The good news is that most of the recent economic reports indicate that inflation has likely settled.

Is ‘23 The Year of the Bull?

2023 is off to a good start and it’s possible we are in the early stages of an expanding market.

Of course, predicting the future is very hard because you are, well, predicting the future. Only fortune tellers and time travelers can tell you with any certainty what to expect. With that said, there are reasons to be optimistic.

As you can see in the chart above, when the market does rebound, it does so sharply.

Buy High, Sell Low

Most “investors,” and especially the retail public, like to sell at the bottom and buy at the top. I’ve found that most of my clients don’t necessarily sell but like sit on the sidelines instead of putting more cash to work in down markets. Warren Buffett famously said that, “it is wise for investors to be fearful when others are greedy and greedy when others are fearful.

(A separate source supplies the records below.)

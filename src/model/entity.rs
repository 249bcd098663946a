//! Commerce entities that carry extension properties.

use parking_lot::{RwLock, RwLockReadGuard, RwLockWriteGuard};
use serde::{Deserialize, Serialize};

use super::PropertyBag;

/// An entity with a stable identity and an extension property bag.
pub trait Extensible {
    /// Stable identity (account number, channel id).
    fn identity(&self) -> String;

    fn properties(&self) -> &PropertyBag;

    fn properties_mut(&mut self) -> &mut PropertyBag;
}

/// Customer record as returned by customer reads and written by
/// create/update requests.
#[derive(Debug, Clone, Default, PartialEq, Serialize, Deserialize)]
pub struct Customer {
    pub account_number: String,
    pub name: String,
    #[serde(default)]
    pub properties: PropertyBag,
}

impl Customer {
    pub fn new(account_number: impl Into<String>, name: impl Into<String>) -> Self {
        Self {
            account_number: account_number.into(),
            name: name.into(),
            properties: PropertyBag::new(),
        }
    }
}

/// Customer search result row.
#[derive(Debug, Clone, Default, PartialEq, Serialize, Deserialize)]
pub struct GlobalCustomer {
    pub account_number: String,
    pub full_name: String,
    pub email: String,
    pub phone: String,
    #[serde(default)]
    pub properties: PropertyBag,
}

impl GlobalCustomer {
    pub fn new(account_number: impl Into<String>, full_name: impl Into<String>) -> Self {
        Self {
            account_number: account_number.into(),
            full_name: full_name.into(),
            ..Self::default()
        }
    }
}

/// Channel configuration. Lives in the process-wide cache and is shared by
/// every request for the same channel.
#[derive(Debug, Clone, Default, PartialEq, Serialize, Deserialize)]
pub struct ChannelConfiguration {
    pub channel_id: i64,
    pub currency: String,
    #[serde(default)]
    pub properties: PropertyBag,
}

impl ChannelConfiguration {
    pub fn new(channel_id: i64, currency: impl Into<String>) -> Self {
        Self {
            channel_id,
            currency: currency.into(),
            properties: PropertyBag::new(),
        }
    }
}

macro_rules! impl_extensible {
    ($ty:ty, |$this:ident| $identity:expr) => {
        impl Extensible for $ty {
            fn identity(&self) -> String {
                let $this = self;
                $identity
            }

            fn properties(&self) -> &PropertyBag {
                &self.properties
            }

            fn properties_mut(&mut self) -> &mut PropertyBag {
                &mut self.properties
            }
        }
    };
}

impl_extensible!(Customer, |c| c.account_number.clone());
impl_extensible!(GlobalCustomer, |c| c.account_number.clone());
impl_extensible!(ChannelConfiguration, |c| c.channel_id.to_string());

/// A cached entity instance shared across concurrent requests.
///
/// The lock belongs to this instance only; enrichments of unrelated entities
/// never contend. Guards are synchronous and `!Send`, so they cannot be held
/// across an `.await` inside a spawned task.
#[derive(Debug, Default)]
pub struct Shared<T> {
    inner: RwLock<T>,
}

impl<T> Shared<T> {
    pub fn new(entity: T) -> Self {
        Self {
            inner: RwLock::new(entity),
        }
    }

    /// Shared read access. Readers never block each other.
    pub fn read(&self) -> RwLockReadGuard<'_, T> {
        self.inner.read()
    }

    /// Exclusive access for a check-and-set.
    pub(crate) fn write(&self) -> RwLockWriteGuard<'_, T> {
        self.inner.write()
    }
}

impl<T: Extensible> Shared<T> {
    pub fn contains(&self, key: &str) -> bool {
        self.read().properties().contains(key)
    }

    /// Snapshot of the value stored under `key`.
    pub fn property(&self, key: &str) -> Option<super::PropertyValue> {
        self.read().properties().get(key).cloned()
    }

    pub fn identity(&self) -> String {
        self.read().identity()
    }
}
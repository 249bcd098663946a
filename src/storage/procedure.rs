//! Named side-table procedures.
//!
//! The host calls side-table writes by procedure name. Each name maps to an
//! upsert over one table: key columns identify the row, value columns are
//! overwritten on conflict. Every column is fed by a named parameter.

use crate::config::ExtensionConfig;
use crate::interfaces::{Param, ParameterSet, StorageError};

use super::Result;

/// One column of an upsert and the parameter that feeds it.
#[derive(Debug, Clone, PartialEq, Eq)]
pub struct ProcedureColumn {
    pub column: String,
    pub parameter: String,
}

/// Upsert procedure definition.
#[derive(Debug, Clone, PartialEq, Eq)]
pub struct UpsertProcedure {
    pub schema: Option<String>,
    pub table: String,
    pub keys: Vec<ProcedureColumn>,
    pub values: Vec<ProcedureColumn>,
}

impl UpsertProcedure {
    pub fn new(schema: Option<String>, table: impl Into<String>) -> Self {
        Self {
            schema,
            table: table.into(),
            keys: Vec::new(),
            values: Vec::new(),
        }
    }

    pub fn key(mut self, column: impl Into<String>, parameter: impl Into<String>) -> Self {
        self.keys.push(ProcedureColumn {
            column: column.into(),
            parameter: parameter.into(),
        });
        self
    }

    pub fn value(mut self, column: impl Into<String>, parameter: impl Into<String>) -> Self {
        self.values.push(ProcedureColumn {
            column: column.into(),
            parameter: parameter.into(),
        });
        self
    }

    /// Resolve every column's parameter, keys first.
    pub fn bind(&self, procedure: &str, params: &ParameterSet) -> Result<Vec<(String, Param)>> {
        self.keys
            .iter()
            .chain(self.values.iter())
            .map(|c| {
                params
                    .get(&c.parameter)
                    .map(|p| (c.column.clone(), p.clone()))
                    .ok_or_else(|| StorageError::MissingParameter {
                        procedure: procedure.to_string(),
                        parameter: c.parameter.clone(),
                    })
            })
            .collect()
    }
}

/// Procedure names are matched ignoring ASCII case and `[ ]` quoting.
pub fn procedure_key(name: &str) -> String {
    name.chars()
        .filter(|c| *c != '[' && *c != ']')
        .collect::<String>()
        .to_ascii_lowercase()
}

/// The customer extension upsert described by `config`.
pub fn customer_extension_procedure(config: &ExtensionConfig) -> UpsertProcedure {
    UpsertProcedure::new(config.schema.clone(), config.table.clone())
        .key(config.key_column.clone(), config.account_parameter.clone())
        .value(config.value_column.clone(), config.property_key.clone())
}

Source: Putnam Investments

Time in the Market, Not Timing the Market

As you can see in the graph above, bear markets and corrections shouldn’t matter as long as you are investing for the long-run and can keep a long-term perspective. Even your entry point into the market doesn’t make that much of a difference if you have a well diversified portfolio and time on your side.

However, the reality is that people are emotional, and it can be tough staying on course or putting money to work when it seems like your hard-earned cash is going into an incinerator. 

One way to think about volatility and short-term losses is that it is the price of admission for higher returns over the long run. The stock market has historically averaged about 10% a year. However, it doesn’t go up in straight line.

In Systems We Trust

So what is the solution? I’ve worked in the financial services industry for the past 17 years. Over the years I’ve found that the best way to build real wealth in the market is to systematically put money to work in both up and down markets. This is one of the reasons why I love the 401k plan. You only need to make a few decisions (hopefully good ones), and 20 years later you wake up with a nice retirement.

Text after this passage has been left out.